In 1938, he entered Southwest Associated University, majoring in philosophy. In 1942, He was accepted to Tsinghua University and graduated in 1945. Upon his graduation, he joined the Youth Army. He returned to Chongqing after eight months.

In 1946, he worked in Central Daily News as an editor. Meanwhile, he taught philosophy at the University of Nanking.

In 1949, along with the relocation of Central Daily News, Yin settled in Taiwan. He began teaching philosophy at National Taiwan University and became an editor of the semi-monthly Free China Journal (FCJ). Along with other intellectuals from his circle, Yin used the FCJ to publish articles that were at times highly critical of the Kuomintang. In 1960, the authorities lost patience and shut down the FCJ. A crackdown followed which led to Yin being banned from teaching and lecturing. After that, he withdrew from public life.

In 1954, Yin went to Harvard University as a visiting scholar and returned to Taiwan the year after. However, he suffered from political persecution since then.

Yin's view was that Chinese liberalism was inauthentic and lacking in normative substance. He believed that liberalism failed in China because liberalism provided no solutions to the country's national difficulties and because Chinese liberals themselves misconstrued the strains of Western thought from which they drew inspiration. Yin commented that Chinese liberals had "a premature birth marked by postnatal disorders."

In 1969, Yin died of gastric cancer when he was 49.

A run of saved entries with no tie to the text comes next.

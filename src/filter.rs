// Numeric helpers for the calibration pipeline
//
// Provides:
// - Savitzky-Golay polynomial smoothing
// - Standard-deviation outlier rejection across parallel series
// - Clamped piecewise-linear interpolation
// - First degree least-squares fit

use nalgebra::DMatrix;

use crate::error::{CalibrationError, Result};

/// Singular values below this are treated as zero by the pseudo-inverse
const PINV_EPSILON: f64 = 1e-12;

/// Smoothing coefficients for a symmetric window
///
/// Fits a degree-`order` polynomial by least squares over `window` samples
/// and returns the weights that evaluate the fit at the window center. The
/// abscissa is normalized to [-1, 1]; the center value does not depend on
/// that scaling, and it keeps the Vandermonde matrix well conditioned for
/// wide windows.
pub fn savitzky_golay_coefficients(window: usize, order: usize) -> Result<Vec<f64>> {
    validate_window(window, order)?;

    let half = (window - 1) / 2;
    let scale = half.max(1) as f64;
    let vandermonde = DMatrix::from_fn(window, order + 1, |row, col| {
        let x = (row as f64 - half as f64) / scale;
        x.powi(col as i32)
    });

    let pinv = vandermonde
        .pseudo_inverse(PINV_EPSILON)
        .map_err(|e| CalibrationError::InvalidArgument(format!("pseudo-inverse failed: {}", e)))?;

    Ok(pinv.row(0).iter().copied().collect())
}

fn validate_window(window: usize, order: usize) -> Result<()> {
    if window == 0 || window % 2 != 1 {
        return Err(CalibrationError::InvalidArgument(format!(
            "window size must be a positive odd number, got {}",
            window
        )));
    }
    if window < order + 2 {
        return Err(CalibrationError::InvalidArgument(format!(
            "window size {} is too small for polynomial order {}",
            window, order
        )));
    }
    Ok(())
}

/// Smooth `y` with a Savitzky-Golay filter
///
/// The series is padded with `window / 2` samples on each end by reflecting
/// about the end value and negating, so a rising ramp keeps rising past its
/// ends instead of being pulled toward zero.
pub fn savitzky_golay(y: &[f64], window: usize, order: usize) -> Result<Vec<f64>> {
    let coeffs = savitzky_golay_coefficients(window, order)?;
    let half = (window - 1) / 2;

    if y.len() <= half {
        return Err(CalibrationError::InvalidArgument(format!(
            "series of {} samples is too short for a window of {}",
            y.len(),
            window
        )));
    }

    let first = y[0];
    let last = y[y.len() - 1];
    let n = y.len();

    let mut padded = Vec::with_capacity(n + 2 * half);
    padded.extend((1..=half).rev().map(|k| first - (y[k] - first).abs()));
    padded.extend_from_slice(y);
    padded.extend((1..=half).map(|k| last + (y[n - 1 - k] - last).abs()));

    Ok(padded
        .windows(window)
        .map(|w| w.iter().zip(&coeffs).map(|(v, c)| v * c).sum())
        .collect())
}

/// Indices whose value lies more than `k` population standard deviations
/// from the mean
pub fn outlier_indices(values: &[f64], k: f64) -> Vec<usize> {
    if values.is_empty() {
        return Vec::new();
    }

    let n = values.len() as f64;
    let mean = values.iter().sum::<f64>() / n;
    let std_dev = (values.iter().map(|v| (v - mean).powi(2)).sum::<f64>() / n).sqrt();

    values
        .iter()
        .enumerate()
        .filter(|(_, v)| (*v - mean).abs() > std_dev * k)
        .map(|(i, _)| i)
        .collect()
}

/// Drop outliers from `values` and the matching entries of `timestamps`
pub fn reject_outliers(values: &[f64], timestamps: &[f64], k: f64) -> Result<(Vec<f64>, Vec<f64>)> {
    if values.len() != timestamps.len() {
        return Err(CalibrationError::InvalidArgument(format!(
            "{} values but {} timestamps",
            values.len(),
            timestamps.len()
        )));
    }

    let outliers = outlier_indices(values, k);
    let mut skip = outliers.iter().peekable();
    let mut kept_values = Vec::with_capacity(values.len() - outliers.len());
    let mut kept_timestamps = Vec::with_capacity(values.len() - outliers.len());

    for (i, (&v, &t)) in values.iter().zip(timestamps).enumerate() {
        if skip.peek() == Some(&&i) {
            skip.next();
            continue;
        }
        kept_values.push(v);
        kept_timestamps.push(t);
    }

    Ok((kept_values, kept_timestamps))
}

/// Interpolate a single point against non-decreasing `xs`
///
/// Points outside `[xs[0], xs[n-1]]` take the nearest boundary value.
/// `None` when the series are empty or of different lengths.
pub fn interp_one(x: f64, xs: &[f64], ys: &[f64]) -> Option<f64> {
    if xs.len() != ys.len() {
        return None;
    }
    let (&first, &last) = (xs.first()?, xs.last()?);
    if x <= first {
        return ys.first().copied();
    }
    if x >= last {
        return ys.last().copied();
    }

    // First index with xs[i] > x; bracket is [i-1, i]
    let i = xs.partition_point(|&v| v <= x);
    let (x0, x1) = (xs[i - 1], xs[i]);
    let (y0, y1) = (ys[i - 1], ys[i]);
    if x1 == x0 {
        return Some(y1);
    }
    Some(y0 + (x - x0) * (y1 - y0) / (x1 - x0))
}

/// Piecewise-linear interpolation of every query point
pub fn interp(queries: &[f64], xs: &[f64], ys: &[f64]) -> Result<Vec<f64>> {
    if xs.is_empty() || xs.len() != ys.len() {
        return Err(CalibrationError::InvalidArgument(format!(
            "interpolation needs matching non-empty series, got {} x and {} y",
            xs.len(),
            ys.len()
        )));
    }
    Ok(queries.iter().filter_map(|&q| interp_one(q, xs, ys)).collect())
}

/// Least-squares line `y = slope * x + intercept`
pub fn linear_fit(x: &[f64], y: &[f64]) -> Result<(f64, f64)> {
    if x.len() != y.len() {
        return Err(CalibrationError::Data(format!(
            "cannot fit {} x values against {} y values",
            x.len(),
            y.len()
        )));
    }
    if x.len() < 2 {
        return Err(CalibrationError::Data(format!(
            "linear fit needs at least 2 points, got {}",
            x.len()
        )));
    }

    let n = x.len() as f64;
    let mean_x = x.iter().sum::<f64>() / n;
    let mean_y = y.iter().sum::<f64>() / n;

    let mut sxx = 0.0;
    let mut sxy = 0.0;
    for (&xi, &yi) in x.iter().zip(y) {
        sxx += (xi - mean_x) * (xi - mean_x);
        sxy += (xi - mean_x) * (yi - mean_y);
    }

    if sxx == 0.0 || !sxx.is_finite() {
        return Err(CalibrationError::Data(
            "linear fit is degenerate: all x values are identical".to_string(),
        ));
    }

    let slope = sxy / sxx;
    Ok((slope, mean_y - slope * mean_x))
}
// Timings, topics, rig geometry and experiment presets
use std::time::Duration;

use crate::run::{BrakeKind, Geometry};
use crate::sequencer::SequenceParams;

// Serial port for the rig's microcontroller bridge
pub const RIG_PORT: &str = "/dev/ttyACM0";
pub const RIG_BAUDRATE: u32 = 115_200;

// Zenoh topic for live encoder samples
pub const TOPIC_SAMPLES: &str = "brake_rig/samples";

// Hand-off queue between the ingestion loop and the publisher task
pub const SAMPLE_QUEUE_DEPTH: usize = 1024;

// Encoder packets before this many seconds of stream time are sensor warm-up
pub const WARMUP_DELAY: f64 = 2.0;

// Ingestion loop pacing
pub const POLL_IDLE: Duration = Duration::from_millis(1);
pub const SILENCE_WARNING: Duration = Duration::from_secs(1);

// Dry-run rig used when no hardware is attached
pub const SIM_SAMPLE_PERIOD: f64 = 0.005;
pub const SIM_DEGREES_PER_NEWTON_METER: f64 = 20.0;
pub const SIM_SPIN_RATE: f64 = 1.0; // deg/s per motor count

// Command timeline pauses (seconds)
pub const SETTLE_PAUSE: f64 = 5.0; // twist settles after a motor speed change
pub const MAX_HOLD_PAUSE: f64 = 2.0;
pub const ZERO_HOLD_PAUSE: f64 = 5.0; // brake dynamics reset between cycles

// Encoder pulley 32T driving the 48T shaft pulley
pub const GEAR_RATIO: f64 = 32.0 / 48.0;

// Where runs and lookup tables live
pub const EXPERIMENTS_DIR: &str = "experiments";
pub const LOOKUP_TABLES_DIR: &str = "lookup_tables";

// Default conical annulus under test (inches)
pub const WIDTH_IN: f64 = 0.5;
pub const HEIGHT_IN: f64 = 0.5;
pub const WALL_THICKNESS_IN: f64 = 0.025;
pub const COMMANDED_MOTOR_SPEED: i16 = 255;

/// Highest brake command that is safe for each brake
pub fn max_torque_command(kind: BrakeKind) -> u8 {
    match kind {
        BrakeKind::Large => 190,
        BrakeKind::Small => 255,
    }
}

/// Standard experiment for each brake
pub fn preset(kind: BrakeKind) -> SequenceParams {
    let (command_interval, repeats) = match kind {
        BrakeKind::Large => (16, 3),
        BrakeKind::Small => (8, 2),
    };
    SequenceParams {
        commanded_motor_speed: COMMANDED_MOTOR_SPEED,
        command_interval,
        time_interval: 7.0,
        max_torque_command: max_torque_command(kind),
        repeats,
    }
}

pub fn default_geometry() -> Geometry {
    Geometry::from_inches(WIDTH_IN, HEIGHT_IN, WALL_THICKNESS_IN)
}

#[cfg(test)]
mod tests {
    use super::*;

    #[test]
    fn test_presets_respect_brake_limits() {
        for kind in [BrakeKind::Large, BrakeKind::Small] {
            let params = preset(kind);
            assert!(params.max_torque_command <= max_torque_command(kind));
            assert!(params.command_interval > 0);
            assert!(params.repeats >= 1);
        }
        assert_eq!(preset(BrakeKind::Large).max_torque_command, 190);
        assert_eq!(preset(BrakeKind::Small).max_torque_command, 255);
    }
}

Since 2003, the house in which he lived in Taipei, near Taiwan National University, has been listed as a historic landmark and can be visited by the public.

==Works==
- The Complete Works of Yin Haiguang (殷海光全集)

==Translation==
- The Road to Serfdom (Friedrich Hayek) (到奴役之路)

==Personal life==
In October 1953, Yin married Xia Junlu (夏君璐; d. 2013), he had a daughter Yin Wenli (殷文麗; b. March 1956). His daughter and son-in-law now live in the United States.